Like most children, I loved junk food, but unlike others, I could never tolerate seeing food and not eating it. I often marveled at how other kids had leftovers, while I had to finish everything in sight. Despite never experiencing true hunger—as our family was well-off, and we never went without—I still felt as if there was never enough for me.

The emotional and mental torment of food addiction was agonising

When I ate to the point of bursting, I felt like a drunk who had had too much to drink; it numbed out my emotions of rage and made me feel better. But like any other drug, the effects would soon wear off and it would be a matter of days, hours, or minutes until I needed to overeat again.

As a very young child, I was a normal size and the effects of food addiction didn’t show on my body. By about 15 years of age, my hourglass figure began to widen. I became increasingly aware of my size and began to feel guilt and shame especially when the boys at school followed me around shouting obscenities about my big backside.

Yet none of it stopped my addictive eating — I could not stop. In fact, the more I was ridiculed, the more my friends, family, and the boys at school commented on my size, the more I turned to food for relief even though the food was no longer a great comfort; by that stage it had become a habit, an addiction, a craving beyond my control.

I made countless failed attempts to control my eating

As I became an independent working adult I still needed favorite binge foods but I also filled up on takeaway meals and anything stodgy just to take away the pain of life. I felt like a cow that needed to graze on food all day. Sometimes it was a huge binge but more often I ate very large meals followed by the grazing in between. But nothing was ever enough. Looking back, I can’t believe the quantities of food that I could eat either in one sitting or throughout the hours I was awake. The only time I seemed to stop eating was when I was asleep. Thank goodness I did sleep very well every night as eating so much food was like a sleeping pill that made me sleep.

Over the years I joined popular slimming clubs and attended counselling sessions. I am an intelligent woman but I could not use my intellect to control my eating. A number of doctors had tried to ‘fat shame’ me before I finally met a general practitioner who suggested that food was like a drug to me.

Addictive Eaters Anonymous helped me to accept that my addictive eating was an illness.

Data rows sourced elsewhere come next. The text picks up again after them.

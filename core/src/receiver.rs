use std::time::{Duration, Instant};

use log::{debug, info, warn};

use crate::error::{ModemError, Result};
use crate::framing::{bits_to_byte, decode_packet, DecodedPacket, CRC_BYTES, HEADER_BYTES};
use crate::fsk::FskDemodulator;
use crate::sync::trailing_match;
use crate::{RX_CHUNK_SAMPLES, RX_TIMEOUT, SAMPLES_PER_BIT};

/// Blocking live-audio input collaborator.
///
/// `read` blocks until `n` captured samples are available and returns them
/// together with an overflow flag. Overflow means the capture path lost
/// samples; bit alignment is gone and the session must abort. A source may
/// also fail the read outright (device error, stream closed, operator
/// cancellation), which aborts the session the same way.
pub trait AudioSource {
    fn read(&mut self, n: usize) -> Result<(Vec<f32>, bool)>;
}

/// Milestones surfaced by the streaming receive loop.
#[derive(Debug, Clone, Copy, PartialEq, Eq)]
pub enum ReceiveProgress {
    /// Preamble + sync pattern landed at the tail of the bit accumulator.
    SyncDetected,
    /// Header parsed; the total packet bit count is now known.
    HeaderParsed { payload_len: usize },
}

/// Incremental receive loop over live audio chunks.
///
/// Pulls fixed-size chunks from the source, keeps a rolling sample buffer,
/// demodulates one bit window at a time, and checks for the frame-start
/// pattern after every appended bit. Once synchronized it keeps
/// accumulating (the accumulator is never reset) until the header is
/// parseable and the packet's full bit count has arrived, or the timeout
/// elapses.
pub struct StreamingReceiver {
    demodulator: FskDemodulator,
    timeout: Duration,
}

impl StreamingReceiver {
    pub fn new() -> Self {
        Self::with_timeout(RX_TIMEOUT)
    }

    pub fn with_timeout(timeout: Duration) -> Self {
        Self {
            demodulator: FskDemodulator::new(),
            timeout,
        }
    }

    /// Listen until one packet is fully received or the session aborts.
    pub fn receive(&self, source: &mut dyn AudioSource, local_id: u8) -> Result<DecodedPacket> {
        self.receive_with(source, local_id, |_| {})
    }

    /// Like [`receive`](Self::receive), reporting progress milestones to
    /// the caller as they happen.
    pub fn receive_with(
        &self,
        source: &mut dyn AudioSource,
        local_id: u8,
        mut progress: impl FnMut(ReceiveProgress),
    ) -> Result<DecodedPacket> {
        let deadline = Instant::now() + self.timeout;

        let mut sample_buffer: Vec<f32> = Vec::with_capacity(RX_CHUNK_SAMPLES * 2);
        let mut bits: Vec<u8> = Vec::new();
        let mut synced = false;
        let mut header_start = 0usize;
        let mut expected_bits: Option<usize> = None;

        loop {
            if Instant::now() >= deadline {
                warn!("receive timed out after {:?}", self.timeout);
                return Err(ModemError::Timeout);
            }

            let (chunk, overflowed) = source.read(RX_CHUNK_SAMPLES)?;
            if overflowed {
                warn!("input overflow, aborting receive");
                return Err(ModemError::AudioSource("input overflow, samples lost".into()));
            }
            sample_buffer.extend_from_slice(&chunk);

            while sample_buffer.len() >= SAMPLES_PER_BIT {
                let window: Vec<f32> = sample_buffer.drain(..SAMPLES_PER_BIT).collect();
                let outcome = self.demodulator.demodulate_bit(&window);
                let bit = match outcome.bit() {
                    Some(bit) => bit,
                    // Ambiguous/Invalid windows are dropped, not buffered
                    None => continue,
                };
                bits.push(bit);

                if !synced {
                    if trailing_match(&bits) {
                        debug!("preamble + sync detected after {} bits", bits.len());
                        synced = true;
                        header_start = bits.len();
                        progress(ReceiveProgress::SyncDetected);
                    }
                    continue;
                }

                let packet_bits = bits.len() - header_start;
                if expected_bits.is_none() && packet_bits >= HEADER_BYTES * 8 {
                    let len_field = &bits[header_start + 16..header_start + 24];
                    let payload_len = bits_to_byte(len_field) as usize;
                    let total = (HEADER_BYTES + payload_len + CRC_BYTES) * 8;
                    debug!("header complete, expecting {total} packet bits");
                    expected_bits = Some(total);
                    progress(ReceiveProgress::HeaderParsed { payload_len });
                }

                if let Some(total) = expected_bits {
                    if packet_bits >= total {
                        info!("packet complete after {total} bits");
                        let packet = &bits[header_start..header_start + total];
                        return Ok(decode_packet(packet, local_id));
                    }
                }
            }
        }
    }
}

impl Default for StreamingReceiver {
    fn default() -> Self {
        Self::new()
    }
}

#[cfg(test)]
mod tests {
    use super::*;
    use crate::encoder::Encoder;
    use crate::framing::DecodeStatus;

    /// Feeds a prerecorded sample sequence in source-sized reads, then
    /// fails like a closed capture stream.
    struct PlaybackSource {
        samples: Vec<f32>,
        pos: usize,
        overflow_at_read: Option<usize>,
        reads: usize,
    }

    impl PlaybackSource {
        fn new(samples: Vec<f32>) -> Self {
            Self {
                samples,
                pos: 0,
                overflow_at_read: None,
                reads: 0,
            }
        }
    }

    impl AudioSource for PlaybackSource {
        fn read(&mut self, n: usize) -> Result<(Vec<f32>, bool)> {
            self.reads += 1;
            if let Some(at) = self.overflow_at_read {
                if self.reads >= at {
                    return Ok((vec![0.0; n], true));
                }
            }
            if self.pos >= self.samples.len() {
                return Err(ModemError::AudioSource("capture stream closed".into()));
            }
            let end = (self.pos + n).min(self.samples.len());
            let mut chunk = self.samples[self.pos..end].to_vec();
            self.pos = end;
            // A real device always delivers the full request
            chunk.resize(n, 0.0);
            Ok((chunk, false))
        }
    }

    fn signal_for(message: &str, id_tx: u8, id_rx: u8) -> Vec<f32> {
        let mut samples = Encoder::new().encode(message, id_tx, id_rx).unwrap();
        // Tail padding keeps the source alive while the last windows drain
        samples.extend(std::iter::repeat(0.0).take(RX_CHUNK_SAMPLES * 4));
        samples
    }

    #[test]
    fn receives_a_packet_from_chunked_live_audio() {
        let mut source = PlaybackSource::new(signal_for("LIVE TEST", 5, 9));
        let receiver = StreamingReceiver::new();

        let packet = receiver.receive(&mut source, 9).unwrap();
        assert_eq!(packet.text, "LIVE TEST");
        assert!(packet.crc_ok);
        assert_eq!(packet.status, DecodeStatus::Ok);
    }

    #[test]
    fn reports_progress_milestones_in_order() {
        let mut source = PlaybackSource::new(signal_for("HI", 1, 2));
        let receiver = StreamingReceiver::new();

        let mut milestones = Vec::new();
        receiver
            .receive_with(&mut source, 2, |p| milestones.push(p))
            .unwrap();

        assert_eq!(
            milestones,
            vec![
                ReceiveProgress::SyncDetected,
                ReceiveProgress::HeaderParsed { payload_len: 2 },
            ]
        );
    }

    #[test]
    fn receives_despite_leading_bit_aligned_silence() {
        let mut samples = vec![0.0f32; SAMPLES_PER_BIT * 10];
        samples.extend(signal_for("PAD", 3, 4));
        let mut source = PlaybackSource::new(samples);

        let packet = StreamingReceiver::new().receive(&mut source, 4).unwrap();
        assert_eq!(packet.text, "PAD");
        assert!(packet.crc_ok);
    }

    #[test]
    fn overflow_aborts_the_session() {
        let mut source = PlaybackSource::new(signal_for("X", 1, 2));
        source.overflow_at_read = Some(2);

        match StreamingReceiver::new().receive(&mut source, 2) {
            Err(ModemError::AudioSource(_)) => {}
            other => panic!("expected AudioSource error, got {other:?}"),
        }
    }

    #[test]
    fn source_failure_aborts_without_partial_decode() {
        // Signal ends mid-packet; the source then reports a closed stream
        let full = Encoder::new().encode("TRUNCATED", 1, 2).unwrap();
        let cut = full.len() / 2;
        let mut source = PlaybackSource::new(full[..cut].to_vec());

        match StreamingReceiver::new().receive(&mut source, 2) {
            Err(ModemError::AudioSource(_)) => {}
            other => panic!("expected AudioSource error, got {other:?}"),
        }
    }

    #[test]
    fn times_out_while_waiting_for_sync() {
        let mut source = PlaybackSource::new(vec![0.0; RX_CHUNK_SAMPLES * 8]);
        let receiver = StreamingReceiver::with_timeout(Duration::ZERO);

        match receiver.receive(&mut source, 2) {
            Err(ModemError::Timeout) => {}
            other => panic!("expected Timeout, got {other:?}"),
        }
    }
}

By the grace of a Higher Power, I was able to surrender to the solution to my problem. I came to accept that I have an ‘abnormal reaction’ to food and that my body is just as abnormal as my mind. In AEA, members help each other to stop eating addictively and to avoid switching to other addictive substances or behaviors.

How you can find help and begin your own recovery journey

We attend face-to-face meetings locally wherever possible. There are meetings in the UK, Ireland, Denmark, the USA and New Zealand. Recently, more online meetings have started too. Anyone interested in recovering from binge eating, anorexia, bulimia, and other forms of addictive eating is welcome to attend an AEA meeting . We also invite family, friends, and healthcare professionals to come and listen to our stories of recovery. Our meetings are free to attend and all our members remain anonymous by using first names only.

If a new person decides to work the AEA program of recovery based on the Big Book of Alcoholics Anonymous, they may choose a sponsor to help them recover from their eating problem. A sponsor is someone who is sober from food and other substances and as part of their own recovery helps others get well. A sponsor works with the new person in between meetings sharing their experience of how they practise the 12 Steps as a way of life. We are not a religious program but have found spiritual principles are a powerful solution for overcoming all forms of addiction.